**EXERCISE DETAILS**
All lines from the one containing "let remaining = self.counter.decrement();" through the end of the entries below should appear in the answer exactly, with no others.

**Collected data**
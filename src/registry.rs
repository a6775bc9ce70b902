use std::sync::{Arc, Weak};

use bytes::Bytes;
use tokio::sync::{broadcast, mpsc, Mutex};
use tracing::{error, info, warn};

use crate::error::StreamError;
use crate::metrics;
use crate::readiness;
use crate::session::{
    SessionContext, SlotMessage, SlotSnapshot, StreamSession, ViewerCounter,
};
use crate::settings::StreamingSettings;
use crate::tuner::TunerClient;

/// Pushes "stream state changed" notifications to subscribers (the socket
/// layer in front of us). Fire-and-forget; nobody listening is fine.
#[derive(Clone)]
pub struct StreamNotifier {
    tx: broadcast::Sender<()>,
}

impl StreamNotifier {
    pub fn new() -> Self {
        let (tx, _) = broadcast::channel(64);
        Self { tx }
    }

    pub fn notify(&self) {
        let _ = self.tx.send(());
    }

    pub fn subscribe(&self) -> broadcast::Receiver<()> {
        self.tx.subscribe()
    }
}

impl Default for StreamNotifier {
    fn default() -> Self {
        Self::new()
    }
}

struct SlotStatus {
    enabled: bool,
    /// Set when a stop request (process death, shutdown) arrives while the
    /// slot still holds the start placeholder. The in-flight start observes
    /// the flag at install time and tears the session down instead.
    doomed: bool,
    /// `None` while a start is in flight: the placeholder keeps the slot
    /// reserved across the session's own (suspending) startup work.
    session: Option<Box<dyn StreamSession>>,
}

/// Fixed-capacity table of concurrent streaming sessions.
///
/// The table is the only shared mutable state of the stream core and is
/// guarded by a single mutex covering every read-modify-write sequence. Slot
/// selection and placeholder installation happen under one lock acquisition,
/// so two concurrent starts can never pick the same free slot. Sessions never
/// touch the table; they signal over the slot channel instead.
pub struct StreamRegistry {
    slots: Mutex<Vec<Option<SlotStatus>>>,
    max_streams: usize,
    notifier: StreamNotifier,
    ctx: Arc<SessionContext>,
    weak: Weak<StreamRegistry>,
}

impl StreamRegistry {
    pub fn new(settings: Arc<StreamingSettings>, tuner: Arc<dyn TunerClient>) -> Arc<Self> {
        let (slot_tx, mut slot_rx) = mpsc::unbounded_channel();
        let max_streams = settings.max_streams;

        Arc::new_cyclic(|weak: &Weak<Self>| {
            // Reconciliation task: sessions (and viewer guards) send one-way
            // signals here rather than reaching into the slot table.
            let drain = weak.clone();
            tokio::spawn(async move {
                while let Some(msg) = slot_rx.recv().await {
                    let Some(registry) = drain.upgrade() else {
                        break;
                    };
                    match msg {
                        SlotMessage::Died(slot) => {
                            warn!("stream process died: slot={}", slot);
                            registry.force_stop(slot).await;
                        }
                        SlotMessage::Release(slot) => {
                            if let Err(err) = registry.stop(slot).await {
                                warn!("stop after release failed: slot={} err={:#}", slot, err);
                            }
                        }
                    }
                }
            });

            let ctx = Arc::new(SessionContext {
                settings,
                tuner,
                slot_tx,
            });

            Self {
                slots: Mutex::new((0..max_streams).map(|_| None).collect()),
                max_streams,
                notifier: StreamNotifier::new(),
                ctx,
                weak: weak.clone(),
            }
        })
    }

    pub fn context(&self) -> Arc<SessionContext> {
        Arc::clone(&self.ctx)
    }

    pub fn notifier(&self) -> StreamNotifier {
        self.notifier.clone()
    }

    pub fn capacity(&self) -> usize {
        self.max_streams
    }

    /// Starts `session` in the lowest free slot and returns its number.
    ///
    /// The placeholder is installed before the first await, and a failed
    /// `session.start` removes it again: a failed start never leaks a slot
    /// or an orphaned process (the session undoes its own partial work).
    /// A forced stop arriving while the start is in flight dooms the
    /// placeholder; the install path then fails with [`StreamError::Aborted`]
    /// instead of keeping a session whose process is already gone.
    pub async fn start(&self, mut session: Box<dyn StreamSession>) -> Result<usize, StreamError> {
        let slot = {
            let mut slots = self.slots.lock().await;
            let slot = slots
                .iter()
                .position(|status| status.is_none())
                .ok_or(StreamError::SlotExhausted(self.max_streams))?;
            slots[slot] = Some(SlotStatus {
                enabled: false,
                doomed: false,
                session: None,
            });
            slot
        };

        if let Err(err) = session.start(slot).await {
            error!("start stream failed: slot={} err={}", slot, err);
            let mut slots = self.slots.lock().await;
            slots[slot] = None;
            return Err(err);
        }

        let info = session.info();
        let segmented = info.is_segmented();
        let mut session = Some(session);
        let doomed = {
            let mut slots = self.slots.lock().await;
            if slots[slot].as_ref().is_some_and(|status| status.doomed) {
                slots[slot] = None;
                true
            } else {
                slots[slot] = Some(SlotStatus {
                    enabled: !segmented,
                    doomed: false,
                    session: session.take(),
                });
                false
            }
        };

        // The process died (or shutdown began) while this start was in
        // flight; the one-shot death signal already hit the placeholder, so
        // reconcile here instead of installing a dead session.
        if doomed {
            warn!("stream aborted during startup: slot={}", slot);
            if let Some(mut session) = session {
                if let Err(err) = session.stop().await {
                    warn!("teardown after aborted start failed: slot={} err={:#}", slot, err);
                }
            }
            return Err(StreamError::Aborted);
        }

        if segmented {
            // Watchable only once enough segment output exists on disk.
            readiness::watch(
                self.weak.clone(),
                slot,
                self.ctx.settings.stream_dir.clone(),
            );
        }

        info!("start stream: slot={} info={:?}", slot, info);
        metrics::record_stream_start(info.kind());
        self.update_metrics().await;
        self.notifier.notify();
        Ok(slot)
    }

    /// Stops the session in `slot` and frees it.
    ///
    /// A no-op when the slot is empty, still starting, or has viewers
    /// attached; in the last case the actual stop is deferred to whoever
    /// releases the final viewer.
    pub async fn stop(&self, slot: usize) -> anyhow::Result<()> {
        let mut session = {
            let mut slots = self.slots.lock().await;
            let Some(entry) = slots.get_mut(slot) else {
                return Ok(());
            };
            {
                let Some(status) = entry.as_ref() else {
                    return Ok(());
                };
                let Some(session) = status.session.as_ref() else {
                    return Ok(());
                };
                if session.viewers().get() > 0 {
                    return Ok(());
                }
            }
            match entry.take() {
                Some(SlotStatus {
                    session: Some(session),
                    ..
                }) => session,
                _ => return Ok(()),
            }
        };

        let result = session.stop().await;
        info!("stop stream: slot={}", slot);
        self.update_metrics().await;
        self.notifier.notify();
        result
    }

    /// Overrides the viewer count and stops the slot; used when a session's
    /// process has died underneath it and by shutdown.
    ///
    /// A slot still holding the start placeholder is marked doomed instead:
    /// the in-flight start observes the flag at install time and tears the
    /// session down itself.
    pub async fn force_stop(&self, slot: usize) {
        {
            let mut slots = self.slots.lock().await;
            if let Some(status) = slots.get_mut(slot).and_then(|s| s.as_mut()) {
                match &status.session {
                    Some(session) => session.viewers().reset(),
                    None => {
                        status.doomed = true;
                        return;
                    }
                }
            }
        }
        if let Err(err) = self.stop(slot).await {
            error!("forced stop failed: slot={} err={:#}", slot, err);
        }
    }

    /// Best-effort shutdown of every occupied slot. Per-slot failures are
    /// logged and never abort the sweep. Placeholder-only slots belong to an
    /// in-flight start; they are marked doomed so that start's install path
    /// stops the session immediately.
    pub async fn forced_stop_all(&self) {
        info!("force stop all streams");
        for slot in 0..self.max_streams {
            let has_session = {
                let mut slots = self.slots.lock().await;
                match slots.get_mut(slot).and_then(|s| s.as_mut()) {
                    Some(status) => match &status.session {
                        Some(session) => {
                            session.viewers().reset();
                            true
                        }
                        None => {
                            status.doomed = true;
                            false
                        }
                    },
                    None => false,
                }
            };
            if !has_session {
                continue;
            }
            if let Err(err) = self.stop(slot).await {
                error!("forced stop failed: slot={} err={:#}", slot, err);
            }
        }
    }

    /// Readiness callback: marks a segmented slot watchable. The flag never
    /// reverts while the session is active.
    pub async fn enable(&self, slot: usize) {
        {
            let mut slots = self.slots.lock().await;
            let Some(status) = slots.get_mut(slot).and_then(|s| s.as_mut()) else {
                return;
            };
            if status.session.is_none() || status.enabled {
                return;
            }
            status.enabled = true;
        }
        info!("enable stream: slot={}", slot);
        self.notifier.notify();
    }

    /// Whether the slot is occupied at all (placeholder included).
    pub async fn contains(&self, slot: usize) -> bool {
        let slots = self.slots.lock().await;
        slots.get(slot).map(|s| s.is_some()).unwrap_or(false)
    }

    pub async fn occupied_count(&self) -> usize {
        let slots = self.slots.lock().await;
        slots.iter().filter(|s| s.is_some()).count()
    }

    /// Snapshot of one slot, or `None` when it holds no running session.
    pub async fn info(&self, slot: usize) -> Option<SlotSnapshot> {
        let slots = self.slots.lock().await;
        let status = slots.get(slot)?.as_ref()?;
        let session = status.session.as_ref()?;
        Some(SlotSnapshot {
            slot_number: slot,
            is_enabled: status.enabled,
            viewer_count: session.viewers().get(),
            info: Some(session.info()),
        })
    }

    /// Snapshot of the full table. Empty and still-starting slots are
    /// reported as disabled placeholders so numbering stays contiguous.
    pub async fn infos(&self) -> Vec<SlotSnapshot> {
        let slots = self.slots.lock().await;
        slots
            .iter()
            .enumerate()
            .map(|(slot, status)| {
                match status.as_ref().and_then(|s| s.session.as_ref().map(|sess| (s, sess))) {
                    Some((status, session)) => SlotSnapshot {
                        slot_number: slot,
                        is_enabled: status.enabled,
                        viewer_count: session.viewers().get(),
                        info: Some(session.info()),
                    },
                    None => SlotSnapshot::empty(slot),
                }
            })
            .collect()
    }

    /// Clone of the slot's viewer counter for the caller layer; counting the
    /// reused-session case is its responsibility, not the registry's.
    pub async fn viewer_handle(&self, slot: usize) -> Option<ViewerCounter> {
        let slots = self.slots.lock().await;
        let status = slots.get(slot)?.as_ref()?;
        Some(status.session.as_ref()?.viewers())
    }

    /// Attaches a counted viewer to the slot. Dropping the guard releases the
    /// viewer and asks the registry for a (deferrable) stop.
    pub async fn guard(&self, slot: usize) -> Option<ViewerGuard> {
        let counter = self.viewer_handle(slot).await?;
        counter.increment();
        Some(ViewerGuard {
            slot,
            counter,
            release_tx: self.ctx.slot_tx.clone(),
        })
    }

    /// Encoder output fan-out for pull-delivery slots.
    pub async fn subscribe_output(&self, slot: usize) -> Option<broadcast::Receiver<Bytes>> {
        let slots = self.slots.lock().await;
        let status = slots.get(slot)?.as_ref()?;
        status.session.as_ref()?.subscribe_output()
    }

    async fn update_metrics(&self) {
        metrics::set_active_streams(self.occupied_count().await as i64);
    }
}

/// Live viewer attachment. Dropping it decrements the counter and signals the
/// registry to attempt a stop, which is a no-op while other viewers remain.
pub struct ViewerGuard {
    slot: usize,
    counter: ViewerCounter,
    release_tx: mpsc::UnboundedSender<SlotMessage>,
}

impl ViewerGuard {
    pub fn slot(&self) -> usize {
        self.slot
    }
}

impl Drop for ViewerGuard {
    fn drop(&mut self) {
        let remaining = self.counter.decrement();
        info!("viewer detached: slot={} viewer_count={}", self.slot, remaining);
        let _ = self.release_tx.send(SlotMessage::Release(self.slot));
    }
}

**TASK SOLUTION**
        let remaining = self.counter.decrement();
        info!("viewer detached: slot={} viewer_count={}", self.slot, remaining);
        let _ = self.release_tx.send(SlotMessage::Release(self.slot));
    }
}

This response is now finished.